I thought I should clarify some of what was implicit in my last few posts. Daniel, my criticism of your description of rock 'n' roll as fascist is that it seems a rather facile taxonomy (see the previous Schoenberg post: "is it an evaluation?") and that it doesn't take into consideration the historical situation and social context. Rock 'n' roll may be symptomatic of certain violent tendencies, Adorno's "hideous affirmation", but that's another story, which David James writes about in _Power Misses: Essays across (Un)Popular Culture_, regarding the Vietnam war.
Re: Barkley's post, here's a little more from Arnold S.
MY ATTITUDE TOWARD POLITICS (_Style and Idea_, p. 505)
I am at least as conservative as Edison and Ford have been. But I am, unfortunately, not quite as progressive as they were in their own fields.
In my early twenties, I had friends who introduced me to Marxian theories. When I thereafter had jobs as *Chormeister*--director of men's choruses--they called me "Genosse"--comrade, and at this time, when the Social Democrats fought for an extension of the right of suffrage, I was strongly in sympathy with some of their aims.
But before I was twenty-five, I had already discovered the difference between me and a labourer; I then found out that I was *bourgeois* and turned away from all political contacts.

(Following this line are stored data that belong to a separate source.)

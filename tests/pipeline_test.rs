use std::fs;
use std::io::{Cursor, Write};
use std::path::Path;

use geo::BoundingRect;

use s2_grid::{
    decode_epsg, load_grid, read_grid, resolve_grid, run, Compression, GridError, LandMask,
    PipelineConfig, WriterOptions,
};
use tempfile::TempDir;
use zip::write::SimpleFileOptions;
use zip::ZipWriter;

fn polygon(coords: &str) -> String {
    format!(
        "<Polygon><outerBoundaryIs><LinearRing><coordinates>{}</coordinates></LinearRing></outerBoundaryIs></Polygon>",
        coords
    )
}

fn placemark(name: &str, epsg: u32, geometry: &str) -> String {
    format!(
        r#"<Placemark><name>{}</name><description><![CDATA[<table><tr><td><b>TILE_ID</b></td><td>{}</td></tr><tr><td><b>EPSG</b></td><td>{}</td></tr></table>]]></description>{}</Placemark>"#,
        name, name, epsg, geometry
    )
}

fn grid_kml() -> String {
    let placemarks = [
        // 欧州の陸上
        placemark("32TNT", 32632, &polygon("9,45,0 10.4,45,0 10.4,46,0 9,46,0 9,45,0")),
        // 大西洋
        placemark("26NPA", 32626, &polygon("-30,1,0 -29,1,0 -29,2,0 -30,2,0 -30,1,0")),
        // 南アフリカ
        placemark("33HYD", 32733, &polygon("15,-30,0 16,-30,0 16,-29,0 15,-29,0 15,-30,0")),
        // 日付変更線で分割されたタイル。陸は西側だけ
        placemark(
            "60WXT",
            32660,
            &format!(
                "<MultiGeometry>{}{}</MultiGeometry>",
                polygon("179,60.5,0 180,60.5,0 180,61,0 179,61,0 179,60.5,0"),
                polygon("-180,60.5,0 -179,60.5,0 -179,61,0 -180,61,0 -180,60.5,0")
            ),
        ),
        // 太平洋
        placemark("04QFJ", 32604, &polygon("-160,20,0 -159,20,0 -159,21,0 -160,21,0 -160,20,0")),
    ];
    format!(
        r#"<?xml version="1.0" encoding="UTF-8"?><kml xmlns="http://www.opengis.net/kml/2.2"><Document><Folder><name>Features</name>{}</Folder></Document></kml>"#,
        placemarks.join("")
    )
}

const LAND: &str = r#"{
  "type": "FeatureCollection",
  "features": [
    {"type": "Feature", "properties": {"featurecla": "Land"},
     "geometry": {"type": "Polygon", "coordinates": [[[5,40],[15,40],[15,50],[5,50],[5,40]]]}},
    {"type": "Feature", "properties": {"featurecla": "Land"},
     "geometry": {"type": "MultiPolygon", "coordinates": [
        [[[10,-35],[30,-35],[30,-20],[10,-20],[10,-35]]],
        [[[-179.5,60],[-178,60],[-178,62],[-179.5,62],[-179.5,60]]]
     ]}}
  ]
}"#;

fn setup(dir: &Path) -> PipelineConfig {
    let grid_path = dir.join("grid.kml");
    let land_mask_path = dir.join("ne_10m_land.geojson");
    fs::write(&grid_path, grid_kml()).unwrap();
    fs::write(&land_mask_path, LAND).unwrap();
    PipelineConfig {
        grid_path,
        land_mask_path,
        output_dir: dir.join("out"),
        ..Default::default()
    }
}

#[test]
fn test_pipeline_end_to_end() {
    let temp_dir = TempDir::new().unwrap();
    let config = setup(temp_dir.path());

    let summary = run(&config).unwrap();
    assert_eq!(summary.total_tiles, 5);
    assert_eq!(summary.land_tiles, 3);
    assert!(summary.land_tiles < summary.total_tiles);

    let full = read_grid(&summary.full_path).unwrap();
    let land = read_grid(&summary.land_path).unwrap();
    assert_eq!(full.len(), 5);
    assert_eq!(land.len(), 3);

    // 入力順を保持
    let ids: Vec<&str> = full.tiles().iter().map(|t| t.tile_id.as_str()).collect();
    assert_eq!(ids, vec!["32TNT", "26NPA", "33HYD", "60WXT", "04QFJ"]);
    let land_ids: Vec<&str> = land.tiles().iter().map(|t| t.tile_id.as_str()).collect();
    assert_eq!(land_ids, vec!["32TNT", "33HYD", "60WXT"]);

    for tile in full.tiles() {
        assert!(tile.utm_bounds.is_valid(), "{}", tile.tile_id);
        assert_eq!(decode_epsg(&tile.utm_wkt).unwrap(), tile.epsg);
    }
    assert_eq!(full.get("32TNT").unwrap().epsg, 32632);
    assert_eq!(full.get("33HYD").unwrap().epsg, 32733);
    assert_eq!(full.get("60WXT").unwrap().epsg, 32660);
}

#[test]
fn test_land_subset_matches_intersection() {
    let temp_dir = TempDir::new().unwrap();
    let config = setup(temp_dir.path());
    let summary = run(&config).unwrap();

    let full = read_grid(&summary.full_path).unwrap();
    let land = read_grid(&summary.land_path).unwrap();
    let mask = LandMask::open(&config.land_mask_path).unwrap();

    for tile in full.tiles() {
        let included = land.get(&tile.tile_id).is_some();
        assert_eq!(included, mask.intersects(&tile.geometry), "{}", tile.tile_id);
    }
    for tile in land.tiles() {
        assert_eq!(full.get(&tile.tile_id), Some(tile));
    }
}

#[test]
fn test_round_trip_matches_resolved_grid() {
    let temp_dir = TempDir::new().unwrap();
    let config = PipelineConfig {
        writer: WriterOptions {
            compression: Compression::Zstd,
            max_row_group_size: 2,
            bbox_covering: true,
        },
        verify: true,
        ..setup(temp_dir.path())
    };
    let summary = run(&config).unwrap();

    let expected = resolve_grid(&load_grid(&config.grid_path).unwrap()).unwrap();
    assert_eq!(read_grid(&summary.full_path).unwrap(), expected);
}

#[test]
fn test_antimeridian_tile_keeps_continuous_longitudes() {
    let temp_dir = TempDir::new().unwrap();
    let summary = run(&setup(temp_dir.path())).unwrap();

    let full = read_grid(&summary.full_path).unwrap();
    let tile = full.get("60WXT").unwrap();
    let rect = tile.geometry.bounding_rect().unwrap();
    // 西側のポリゴンは +360 されて東側につながる
    assert_eq!(rect.min().x, 179.0);
    assert_eq!(rect.max().x, 181.0);
    assert_eq!(tile.geometry.exterior().coords().filter(|c| c.x < 0.0).count(), 0);
}

#[test]
fn test_kmz_input() {
    let temp_dir = TempDir::new().unwrap();
    let kml_config = setup(temp_dir.path());

    let kmz_path = temp_dir.path().join("grid.kmz");
    let mut writer = ZipWriter::new(Cursor::new(Vec::new()));
    writer
        .start_file("doc.kml", SimpleFileOptions::default())
        .unwrap();
    writer.write_all(grid_kml().as_bytes()).unwrap();
    fs::write(&kmz_path, writer.finish().unwrap().into_inner()).unwrap();

    let config = PipelineConfig {
        grid_path: kmz_path,
        output_dir: temp_dir.path().join("kmz_out"),
        ..kml_config
    };
    let summary = run(&config).unwrap();
    assert_eq!(summary.total_tiles, 5);
    assert_eq!(summary.land_tiles, 3);
}

#[test]
fn test_malformed_grid_fails_without_output() {
    let temp_dir = TempDir::new().unwrap();
    let config = setup(temp_dir.path());
    fs::write(
        &config.grid_path,
        grid_kml().replace("<name>04QFJ</name>", "<name>04QF</name>"),
    )
    .unwrap();

    assert!(matches!(run(&config), Err(GridError::MalformedInput(_))));
    assert!(!config.output_dir.join(&config.full_file_name).exists());
    assert!(!config.output_dir.join(&config.land_file_name).exists());
}

#[test]
fn test_unresolvable_zone_fails() {
    let temp_dir = TempDir::new().unwrap();
    let config = setup(temp_dir.path());
    fs::write(
        &config.grid_path,
        grid_kml().replace("<name>04QFJ</name>", "<name>61QFJ</name>"),
    )
    .unwrap();

    assert!(matches!(
        run(&config),
        Err(GridError::UnresolvableZone { .. })
    ));
}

I was much too busy with my own development as a composer, and, I am sure, I could never have acquired the technical and aesthetic power I developed had I spent any space of time to politics. I never made speeches, nor propaganda, nor did I try to convert people.

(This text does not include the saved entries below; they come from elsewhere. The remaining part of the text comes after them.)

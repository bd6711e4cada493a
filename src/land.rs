//! 陸域マスク（例: Natural Earth `ne_10m_land.geojson`）の読み込みと交差判定

use std::fs::File;
use std::io::{BufReader, Read};
use std::path::Path;

use geo::{BoundingRect, Coord, Intersects, LineString, Polygon};
use geojson::{GeoJson, Geometry, Value};
use rstar::{RTree, RTreeObject, AABB};
use tracing::info;

use crate::error::{GridError, Result};
use crate::geometry::split_antimeridian;

struct LandPolygon {
    polygon: Polygon<f64>,
    envelope: AABB<[f64; 2]>,
}

impl RTreeObject for LandPolygon {
    type Envelope = AABB<[f64; 2]>;

    fn envelope(&self) -> Self::Envelope {
        self.envelope
    }
}

/// 外接矩形のRツリーで候補を絞り、平面ポリゴン交差で判定する陸域マスク
pub struct LandMask {
    tree: RTree<LandPolygon>,
}

impl LandMask {
    pub fn from_polygons(polygons: Vec<Polygon<f64>>) -> Self {
        let items = polygons
            .into_iter()
            .filter_map(|polygon| {
                let rect = polygon.bounding_rect()?;
                Some(LandPolygon {
                    envelope: AABB::from_corners(
                        [rect.min().x, rect.min().y],
                        [rect.max().x, rect.max().y],
                    ),
                    polygon,
                })
            })
            .collect();
        Self {
            tree: RTree::bulk_load(items),
        }
    }

    pub fn open(path: &Path) -> Result<Self> {
        info!("Loading land mask: {:?}", path);
        let file = File::open(path)
            .map_err(|e| GridError::LandMask(format!("Failed to open {:?}: {}", path, e)))?;
        let mask = Self::from_geojson_reader(BufReader::new(file))?;
        info!("Land mask has {} polygons", mask.len());
        Ok(mask)
    }

    pub fn from_geojson_reader<R: Read>(reader: R) -> Result<Self> {
        let geojson = GeoJson::from_reader(reader)
            .map_err(|e| GridError::LandMask(format!("Invalid GeoJSON: {}", e)))?;

        let geometries: Vec<Geometry> = match geojson {
            GeoJson::FeatureCollection(fc) => {
                fc.features.into_iter().filter_map(|f| f.geometry).collect()
            }
            GeoJson::Feature(f) => f.geometry.into_iter().collect(),
            GeoJson::Geometry(g) => vec![g],
        };

        let mut polygons = Vec::new();
        for geometry in geometries {
            collect_polygons(geometry.value, &mut polygons)?;
        }
        Ok(Self::from_polygons(polygons))
    }

    pub fn len(&self) -> usize {
        self.tree.size()
    }

    pub fn is_empty(&self) -> bool {
        self.tree.size() == 0
    }

    /// タイルが陸域ポリゴンのいずれかと境界を含めて交わるか。
    /// 経度が ±180° をはみ出すタイルは分割してそれぞれ判定する。
    pub fn intersects(&self, geometry: &Polygon<f64>) -> bool {
        split_antimeridian(geometry)
            .iter()
            .any(|part| self.intersects_part(part))
    }

    fn intersects_part(&self, part: &Polygon<f64>) -> bool {
        let rect = match part.bounding_rect() {
            Some(rect) => rect,
            None => return false,
        };
        let envelope =
            AABB::from_corners([rect.min().x, rect.min().y], [rect.max().x, rect.max().y]);
        self.tree
            .locate_in_envelope_intersecting(&envelope)
            .any(|land| land.polygon.intersects(part))
    }
}

fn collect_polygons(value: Value, out: &mut Vec<Polygon<f64>>) -> Result<()> {
    match value {
        Value::Polygon(rings) => out.push(polygon_from_rings(rings)?),
        Value::MultiPolygon(polygons) => {
            for rings in polygons {
                out.push(polygon_from_rings(rings)?);
            }
        }
        Value::GeometryCollection(geometries) => {
            for geometry in geometries {
                collect_polygons(geometry.value, out)?;
            }
        }
        // 点・線は陸域として扱わない
        _ => {}
    }
    Ok(())
}

fn polygon_from_rings(rings: Vec<Vec<Vec<f64>>>) -> Result<Polygon<f64>> {
    let mut rings = rings.into_iter().map(line_string);
    let exterior = rings
        .next()
        .ok_or_else(|| GridError::LandMask("polygon without exterior ring".to_string()))??;
    let interiors = rings.collect::<Result<Vec<_>>>()?;
    Ok(Polygon::new(exterior, interiors))
}

fn line_string(positions: Vec<Vec<f64>>) -> Result<LineString<f64>> {
    positions
        .into_iter()
        .map(|p| match p.as_slice() {
            [x, y, ..] => Ok(Coord { x: *x, y: *y }),
            _ => Err(GridError::LandMask(format!(
                "position must have at least 2 values: {:?}",
                p
            ))),
        })
        .collect::<Result<Vec<_>>>()
        .map(LineString::new)
}

#[cfg(test)]
mod tests {
    use super::*;
    use geo::polygon;

    const LAND: &str = r#"{
        "type": "FeatureCollection",
        "features": [
            {"type": "Feature", "properties": {"featurecla": "Land"},
             "geometry": {"type": "Polygon", "coordinates": [[[0,0],[10,0],[10,10],[0,10],[0,0]]]}},
            {"type": "Feature", "properties": {"featurecla": "Land"},
             "geometry": {"type": "MultiPolygon", "coordinates": [
                [[[-179.5,60],[-178,60],[-178,62],[-179.5,62],[-179.5,60]]],
                [[[100,-5],[101,-5],[101,-4],[100,-5]]]
             ]}},
            {"type": "Feature", "properties": {}, "geometry": null}
        ]
    }"#;

    fn mask() -> LandMask {
        LandMask::from_geojson_reader(LAND.as_bytes()).unwrap()
    }

    #[test]
    fn test_load_feature_collection() {
        assert_eq!(mask().len(), 3);
    }

    #[test]
    fn test_overlapping_tile_intersects() {
        let tile = polygon![(x: 9.0, y: 9.0), (x: 11.0, y: 9.0), (x: 11.0, y: 11.0), (x: 9.0, y: 11.0), (x: 9.0, y: 9.0)];
        assert!(mask().intersects(&tile));
    }

    #[test]
    fn test_contained_tile_intersects() {
        let tile = polygon![(x: 2.0, y: 2.0), (x: 3.0, y: 2.0), (x: 3.0, y: 3.0), (x: 2.0, y: 3.0), (x: 2.0, y: 2.0)];
        assert!(mask().intersects(&tile));
    }

    #[test]
    fn test_touching_boundary_counts() {
        let tile = polygon![(x: 10.0, y: 2.0), (x: 12.0, y: 2.0), (x: 12.0, y: 3.0), (x: 10.0, y: 3.0), (x: 10.0, y: 2.0)];
        assert!(mask().intersects(&tile));
    }

    #[test]
    fn test_sea_tile_does_not_intersect() {
        let tile = polygon![(x: 20.0, y: 20.0), (x: 21.0, y: 20.0), (x: 21.0, y: 21.0), (x: 20.0, y: 21.0), (x: 20.0, y: 20.0)];
        assert!(!mask().intersects(&tile));
        // 外接矩形は重なるが形状は離れている
        let near = polygon![(x: 100.1, y: -4.3), (x: 100.5, y: -4.3), (x: 100.1, y: -4.0), (x: 100.1, y: -4.3)];
        assert!(!mask().intersects(&near));
    }

    #[test]
    fn test_antimeridian_tile_finds_western_land() {
        // 179°E〜181°E (= 179°W) のタイル。陸は西半球側だけ
        let tile = polygon![(x: 179.0, y: 60.5), (x: 181.0, y: 60.5), (x: 181.0, y: 61.0), (x: 179.0, y: 61.0), (x: 179.0, y: 60.5)];
        assert!(mask().intersects(&tile));
    }

    #[test]
    fn test_invalid_geojson_is_land_mask_error() {
        assert!(matches!(
            LandMask::from_geojson_reader("not json".as_bytes()),
            Err(GridError::LandMask(_))
        ));
    }

    #[test]
    fn test_missing_file_is_land_mask_error() {
        assert!(matches!(
            LandMask::open(Path::new("/nonexistent/ne_10m_land.geojson")),
            Err(GridError::LandMask(_))
        ));
    }
}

When the First World War began, I was proud to be called to arms and as a soldier I did my whole duty enthusiastically as a true believer in the house of Habsburg, in its wisdom of 800 years in the art of government and in the consistency of a monarch's lifetime, as compared with the short lifetime of every republic. In other words, I became a monarchist. Also at this time and after the unfortunate ending of the war and for many years thereafter, I considered myself as a monarchist, but also then did not participate in any action. I was then and thereafter only a quite believer in this form of government, thought the chance for a restoration were at zero.
Evidently when I came to America such considerations were superfluous. My viewpoint since then has been one of gratitude for having found a refuge. And I decided that I, as only a naturalized citizen, had no right to participate in the politics of the native. In other words, I had to stand by and to be still. This, I have always considered to be the rule of my life. But I was never a communist.